As the name suggests, training chips are mainly used for training large models, while reasoning chips are mainly for AI applications. The industry believes that as various sectors welcome vertical large models and AI large model applications gradually take shape, computing power for inference will receive as much attention as that for training.

However, even for inference, some experts have calculated based on the memory capacity and throughput of large model operations of LPU and GPU that, in terms of cost-effectiveness and energy efficiency, LPU cannot compete with Nvidia's GPU.

Jia Yangqing, a former AI scientist at Facebook and former Vice President of Technology at Alibaba, analyzed on an overseas social media platform that the Groq LPU has a very small memory capacity (230MB). Simple calculations show that running a model with 70 billion parameters would require 305 Groq cards, equivalent to using 8 Nvidia H100 cards. Looking at the current prices, this means that for the same throughput, the hardware cost of Groq LPU is about 40 times that of H100, and the energy cost is about 10 times as much.

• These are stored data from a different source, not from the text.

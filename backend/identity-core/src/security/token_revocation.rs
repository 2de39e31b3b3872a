/// Access-token revocation
///
/// Handles real-time token blacklisting for logout, password change and
/// MFA changes. Tokens are identified by the SHA-256 of their `jti`, never by
/// the token text itself.
///
/// ## Architecture
///
/// - **Blacklist**: `token hash -> RevocationEntry`, each entry living until the
///   token's own expiry so the set prunes itself
/// - **User index**: `subject -> {token hash -> expiry}` for every access token
///   issued to a subject, drained by `revoke_all`
///
/// ## Use Cases
///
/// - User logout: Revoke specific access token
/// - Password change: Revoke all user's tokens
/// - Security incident: Revoke all tokens for affected users
use crate::models::RevocationEntry;
use crate::state::SweepGate;
use chrono::{DateTime, Utc};
use crypto_core::jwt::peek_unverified;
use dashmap::DashMap;
use std::collections::HashMap;
use tracing::{debug, info, warn};

/// Revocation key of a token, read without verifying it
///
/// Good enough for a blacklist lookup only. Entries are written from
/// verified claims.
#[derive(Debug, Clone, PartialEq, Eq)]
pub struct TokenFingerprint {
    pub token_hash: String,
}

impl TokenFingerprint {
    /// `None` when the token is not a JWT carrying a `jti`
    pub fn of(token: &str) -> Option<Self> {
        let peeked = peek_unverified(token).ok()?;
        Some(Self {
            token_hash: hash_token_id(&peeked.jti),
        })
    }
}

/// Hash a token identifier using SHA-256
///
/// ## Returns
///
/// Hex-encoded SHA-256 hash
pub fn hash_token_id(jti: &str) -> String {
    crypto_core::sha256_hex(jti.as_bytes())
}

#[derive(Debug, Default)]
pub struct RevocationRegistry {
    revoked: DashMap<String, RevocationEntry>,
    user_tokens: DashMap<String, HashMap<String, DateTime<Utc>>>,
    sweep_gate: SweepGate,
}

impl RevocationRegistry {
    pub fn new() -> Self {
        Self::default()
    }

    /// Registry whose opportunistic sweeps run at most once per `interval_secs`
    pub fn with_sweep_interval(interval_secs: i64) -> Self {
        Self {
            sweep_gate: SweepGate::new(interval_secs),
            ..Self::default()
        }
    }

    /// Check if a token has been revoked
    pub fn is_revoked(&self, token_hash: &str) -> bool {
        self.revoked.contains_key(token_hash)
    }

    /// Revoke a token until its natural expiry
    ///
    /// Idempotent: revoking twice keeps a single entry.
    pub fn revoke(&self, token_hash: &str, expires_at: DateTime<Utc>) {
        self.maybe_sweep();
        self.revoked.insert(
            token_hash.to_string(),
            RevocationEntry {
                token_hash: token_hash.to_string(),
                expires_at,
            },
        );
        info!(
            token_hash = %token_hash,
            expires_at = %expires_at,
            "Token revoked, blacklist entry kept until token expiry"
        );
    }

    /// Record an access token issued to `subject_id` so `revoke_all` can reach it
    pub fn track(&self, subject_id: &str, token_hash: &str, expires_at: DateTime<Utc>) {
        self.maybe_sweep();
        self.user_tokens
            .entry(subject_id.to_string())
            .or_default()
            .insert(token_hash.to_string(), expires_at);
    }

    /// Revoke all tokens issued to a subject so far
    ///
    /// The subject's index entry is drained in one atomic removal; tokens
    /// tracked after this call start a fresh index entry and stay valid.
    ///
    /// ## Returns
    ///
    /// Number of tokens revoked
    pub fn revoke_all(&self, subject_id: &str) -> usize {
        self.maybe_sweep();
        let Some((_, tokens)) = self.user_tokens.remove(subject_id) else {
            debug!(subject_id = %subject_id, "No outstanding tokens to revoke");
            return 0;
        };

        let count = tokens.len();
        for (token_hash, expires_at) in tokens {
            self.revoked.insert(
                token_hash.clone(),
                RevocationEntry {
                    token_hash,
                    expires_at,
                },
            );
        }

        warn!(subject_id = %subject_id, count, "All tokens revoked for user");
        count
    }

    /// Remove blacklist and index entries whose token has expired anyway
    ///
    /// ## Returns
    ///
    /// Number of blacklist entries removed
    pub fn sweep_expired(&self) -> usize {
        let now = Utc::now();
        let before = self.revoked.len();
        self.revoked.retain(|_, entry| !entry.is_expired(now));
        self.user_tokens.retain(|_, tokens| {
            tokens.retain(|_, expires_at| *expires_at > now);
            !tokens.is_empty()
        });

        let removed = before.saturating_sub(self.revoked.len());
        if removed > 0 {
            debug!(
                removed,
                remaining = self.revoked.len(),
                "Swept expired revocation entries"
            );
        }
        removed
    }

    /// Number of live blacklist entries (for monitoring)
    pub fn len(&self) -> usize {
        self.revoked.len()
    }

    pub fn is_empty(&self) -> bool {
        self.revoked.is_empty()
    }

    /// Number of tokens currently indexed for a subject
    pub fn outstanding_for(&self, subject_id: &str) -> usize {
        self.user_tokens
            .get(subject_id)
            .map(|tokens| tokens.len())
            .unwrap_or(0)
    }

    fn maybe_sweep(&self) {
        if self.sweep_gate.should_sweep() {
            self.sweep_expired();
        }
    }
}

#[cfg(test)]
mod tests {
    use super::*;
    use chrono::Duration;

    fn in_secs(secs: i64) -> DateTime<Utc> {
        Utc::now() + Duration::seconds(secs)
    }

    #[test]
    fn test_sha256_hash_consistency() {
        assert_eq!(hash_token_id("jti-1"), hash_token_id("jti-1"));
        assert_ne!(hash_token_id("jti-1"), hash_token_id("jti-2"));
        // SHA-256 produces 64 hex characters
        assert_eq!(hash_token_id("jti-1").len(), 64);
    }

    #[test]
    fn test_revoke_then_check() {
        let registry = RevocationRegistry::new();
        assert!(!registry.is_revoked("h1"));

        registry.revoke("h1", in_secs(60));
        assert!(registry.is_revoked("h1"));

        // Idempotent
        registry.revoke("h1", in_secs(60));
        assert_eq!(registry.len(), 1);
    }

    #[test]
    fn test_revoke_all_only_hits_tracked_tokens() {
        let registry = RevocationRegistry::new();
        registry.track("u1", "a", in_secs(60));
        registry.track("u1", "b", in_secs(60));
        registry.track("u2", "c", in_secs(60));

        assert_eq!(registry.revoke_all("u1"), 2);
        assert!(registry.is_revoked("a"));
        assert!(registry.is_revoked("b"));
        assert!(!registry.is_revoked("c"));
        assert_eq!(registry.outstanding_for("u1"), 0);

        // Issued after the call: unaffected
        registry.track("u1", "d", in_secs(60));
        assert!(!registry.is_revoked("d"));
        assert_eq!(registry.outstanding_for("u1"), 1);
    }

    #[test]
    fn test_revoke_all_unknown_subject_is_noop() {
        let registry = RevocationRegistry::new();
        assert_eq!(registry.revoke_all("nobody"), 0);
        assert!(registry.is_empty());
    }

    #[test]
    fn test_sweep_drops_only_expired_entries() {
        // Opportunistic sweeps disabled so only the explicit call prunes
        let registry = RevocationRegistry::with_sweep_interval(i64::MAX);
        registry.revoke("old", in_secs(-10));
        registry.revoke("live", in_secs(600));
        registry.track("u1", "old-idx", in_secs(-10));
        registry.track("u1", "live-idx", in_secs(600));

        assert_eq!(registry.sweep_expired(), 1);
        assert!(!registry.is_revoked("old"));
        assert!(registry.is_revoked("live"));
        assert_eq!(registry.outstanding_for("u1"), 1);
    }

    #[test]
    fn test_fingerprint_of_garbage_is_none() {
        assert!(TokenFingerprint::of("not-a-jwt").is_none());
    }
}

A leader from a top domestic AI chip company also agrees with the aforementioned calculation. He believes that unlike GPUs, which use HBM (High Bandwidth Memory), LPUs use SRAM (Static Random-Access Memory) for storage, which means many cards are required to run a large model.

Tencent's chip expert Yao Jinxin even bluntly stated: "Nvidia's absolute lead in this AI wave has the world eagerly anticipating challengers. Each eye-catching article is initially believed, not only for this reason but also because of the 'tricks' used in comparisons, deliberately ignoring other factors, and comparing with a single dimension."